RECORDS FOR THE TASK:

· · · · ·

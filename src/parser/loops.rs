// Copyright 2024 OctoFHIR Team
//
// Licensed under the Apache License, Version 2.0 (the "License");
// you may not use this file except in compliance with the License.
// You may obtain a copy of the License at
//
//     http://www.apache.org/licenses/LICENSE-2.0
//
// Unless required by applicable law or agreed to in writing, software
// distributed under the License is distributed on an "AS IS" BASIS,
// WITHOUT WARRANTIES OR CONDITIONS OF ANY KIND, either express or implied.
// See the License for the specific language governing permissions and
// limitations under the License.

//! Loop resolution inside a transaction set
//!
//! The tracker keeps a stack of open loop frames. Bounded loops are pushed by
//! their opening tag and popped by their trailer. Unbounded loops nest by the
//! declaration order of their headers: an occurrence closes every open
//! unbounded frame declared at or after its own position (never crossing a
//! bounded frame) and then opens its own frame.
//!
//! Hierarchical loops additionally record `id -> (parent, level)` so that each
//! frame carries the root-first chain of level codes of its ancestors. The
//! graph lives only for the current transaction.

use crate::error::{Result, X12Error};
use crate::model::{
    Element, HeaderTable, LoopFrame, LoopPath, LoopStyle, Position, Segment, SegmentHeader,
};
use rustc_hash::FxHashMap;
use std::sync::Arc;

#[derive(Debug, Clone)]
struct OpenFrame {
    frame: LoopFrame,
    style: LoopStyle,
    precedence: usize,
    no_unbounded_children: bool,
}

#[derive(Debug, Clone)]
struct HierarchyNode {
    parent: Option<String>,
    level: String,
}

/// Per-transaction loop state
#[derive(Debug, Clone)]
pub struct LoopTracker {
    headers: Arc<HeaderTable>,
    strict: bool,
    stack: Vec<OpenFrame>,
    next_instance: u32,
    hierarchy: FxHashMap<String, HierarchyNode>,
}

impl LoopTracker {
    /// Create a tracker for `headers`
    pub fn new(headers: Arc<HeaderTable>, strict: bool) -> Self {
        Self {
            headers,
            strict,
            stack: Vec::new(),
            next_instance: 0,
            hierarchy: FxHashMap::default(),
        }
    }

    /// Forget all state; called when a transaction opens
    pub fn reset(&mut self) {
        self.stack.clear();
        self.next_instance = 0;
        self.hierarchy.clear();
    }

    /// Compute the loop path of a body segment and update the open loops
    pub fn resolve(&mut self, segment: &Segment) -> Result<LoopPath> {
        let headers = Arc::clone(&self.headers);

        if let Some(opener) = headers
            .opener_for_trailer(&segment.tag)
            .filter(|h| h.loop_style == Some(LoopStyle::Bounded))
        {
            return self.close_bounded(opener, segment);
        }

        let Some(header) = headers.get(&segment.tag) else {
            return Ok(self.current_path());
        };
        let Some(precedence) = headers.position(&segment.tag) else {
            return Ok(self.current_path());
        };

        match header.loop_style {
            Some(LoopStyle::Bounded) => {
                let frame = self.new_frame(header, segment);
                log::debug!("opened bounded loop {frame}");
                self.stack.push(OpenFrame {
                    frame,
                    style: LoopStyle::Bounded,
                    precedence,
                    no_unbounded_children: header.loop_no_unbounded_children,
                });
                Ok(self.current_path())
            }
            Some(LoopStyle::Unbounded) => {
                if self.forbidden_beneath(precedence) {
                    return Ok(self.current_path());
                }
                while self.stack.last().is_some_and(|top| {
                    top.style == LoopStyle::Unbounded && top.precedence >= precedence
                }) {
                    self.stack.pop();
                }

                let mut frame = self.new_frame(header, segment);
                if header.hierarchy.is_some() {
                    frame.ancestry = Some(self.record_hierarchy(header, segment));
                }
                self.stack.push(OpenFrame {
                    frame,
                    style: LoopStyle::Unbounded,
                    precedence,
                    no_unbounded_children: header.loop_no_unbounded_children,
                });
                Ok(self.current_path())
            }
            None => Ok(self.current_path()),
        }
    }

    /// Close out the transaction; open bounded loops are an error in strict mode
    pub fn finish(&mut self, position: Position) -> Result<()> {
        let unclosed: Vec<String> = self
            .stack
            .iter()
            .filter(|f| f.style == LoopStyle::Bounded)
            .map(|f| f.frame.to_string())
            .collect();
        self.reset();

        if unclosed.is_empty() {
            return Ok(());
        }
        let message = format!("bounded loop {} was not closed", unclosed.join(", "));
        if self.strict {
            return Err(X12Error::parse_at(message, position));
        }
        log::warn!("{message} at {position}");
        Ok(())
    }

    fn current_path(&self) -> LoopPath {
        self.stack.iter().map(|f| f.frame.clone()).collect()
    }

    fn new_frame(&mut self, header: &SegmentHeader, segment: &Segment) -> LoopFrame {
        self.next_instance += 1;
        let value = header
            .loop_id_index
            .and_then(|i| segment.element(i))
            .map(Element::trimmed)
            .filter(|v| !v.is_empty())
            .map(str::to_string);
        LoopFrame::new(&segment.tag, value, self.next_instance)
    }

    // A later-declared unbounded loop may not open inside a loop that forbids it
    fn forbidden_beneath(&self, precedence: usize) -> bool {
        self.stack
            .iter()
            .any(|f| f.no_unbounded_children && f.precedence < precedence)
    }

    fn close_bounded(&mut self, opener: &SegmentHeader, segment: &Segment) -> Result<LoopPath> {
        let Some(index) = self.stack.iter().rposition(|f| f.frame.tag == opener.tag) else {
            let message = format!(
                "{} has no matching open {} loop",
                segment.tag, opener.tag
            );
            if self.strict {
                return Err(X12Error::parse_at(message, segment.range.start));
            }
            log::warn!("{message} at {}", segment.range.start);
            return Ok(self.current_path());
        };

        if let Some(inner) = self.stack[index + 1..]
            .iter()
            .find(|f| f.style == LoopStyle::Bounded)
        {
            let message = format!(
                "{} closes {} while bounded loop {} is still open",
                segment.tag, opener.tag, inner.frame
            );
            if self.strict {
                return Err(X12Error::parse_at(message, segment.range.start));
            }
            log::warn!("{message} at {}", segment.range.start);
        }

        let path = self.stack[..=index].iter().map(|f| f.frame.clone()).collect();
        let closed = self.stack.split_off(index);
        log::debug!("closed bounded loop {}", closed[0].frame);
        Ok(path)
    }

    fn record_hierarchy(&mut self, header: &SegmentHeader, segment: &Segment) -> Vec<String> {
        let Some(layout) = header.hierarchy else {
            return Vec::new();
        };
        let text = |index: usize| {
            segment
                .element(index)
                .map(Element::trimmed)
                .filter(|v| !v.is_empty())
                .map(str::to_string)
        };

        let level = header.loop_id_index.and_then(text).unwrap_or_default();
        let Some(id) = text(layout.id_index) else {
            return vec![level];
        };
        self.hierarchy.insert(
            id.clone(),
            HierarchyNode {
                parent: text(layout.parent_index),
                level,
            },
        );

        let mut chain = Vec::new();
        let mut current = Some(id);
        // Bounded by the node count so a parent cycle cannot loop forever
        while let Some(node) = current
            .as_ref()
            .and_then(|id| self.hierarchy.get(id))
            .filter(|_| chain.len() <= self.hierarchy.len())
        {
            chain.push(node.level.clone());
            current = node.parent.clone();
        }
        if let Some(missing) = current.filter(|_| chain.len() <= self.hierarchy.len()) {
            log::warn!(
                "{} at {} references unknown parent {missing}",
                segment.tag,
                segment.range.start
            );
        }
        chain.reverse();
        chain
    }
}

· · · · ·

TASK STATEMENT: In the listing above, locate the line containing "opener: &SegmentHeader, segment: &Segment)" and the line containing "level = header.loop_id_index.and_then(text).unwrap_or_default();". Transcribe those two lines and everything between them, exactly as written.

SOLUTION TO THIS TASK:
    fn close_bounded(&mut self, opener: &SegmentHeader, segment: &Segment) -> Result<LoopPath> {
        let Some(index) = self.stack.iter().rposition(|f| f.frame.tag == opener.tag) else {
            let message = format!(
                "{} has no matching open {} loop",
                segment.tag, opener.tag
            );
            if self.strict {
                return Err(X12Error::parse_at(message, segment.range.start));
            }
            log::warn!("{message} at {}", segment.range.start);
            return Ok(self.current_path());
        };

        if let Some(inner) = self.stack[index + 1..]
            .iter()
            .find(|f| f.style == LoopStyle::Bounded)
        {
            let message = format!(
                "{} closes {} while bounded loop {} is still open",
                segment.tag, opener.tag, inner.frame
            );
            if self.strict {
                return Err(X12Error::parse_at(message, segment.range.start));
            }
            log::warn!("{message} at {}", segment.range.start);
        }

        let path = self.stack[..=index].iter().map(|f| f.frame.clone()).collect();
        let closed = self.stack.split_off(index);
        log::debug!("closed bounded loop {}", closed[0].frame);
        Ok(path)
    }

    fn record_hierarchy(&mut self, header: &SegmentHeader, segment: &Segment) -> Vec<String> {
        let Some(layout) = header.hierarchy else {
            return Vec::new();
        };
        let text = |index: usize| {
            segment
                .element(index)
                .map(Element::trimmed)
                .filter(|v| !v.is_empty())
                .map(str::to_string)
        };

        let level = header.loop_id_index.and_then(text).unwrap_or_default();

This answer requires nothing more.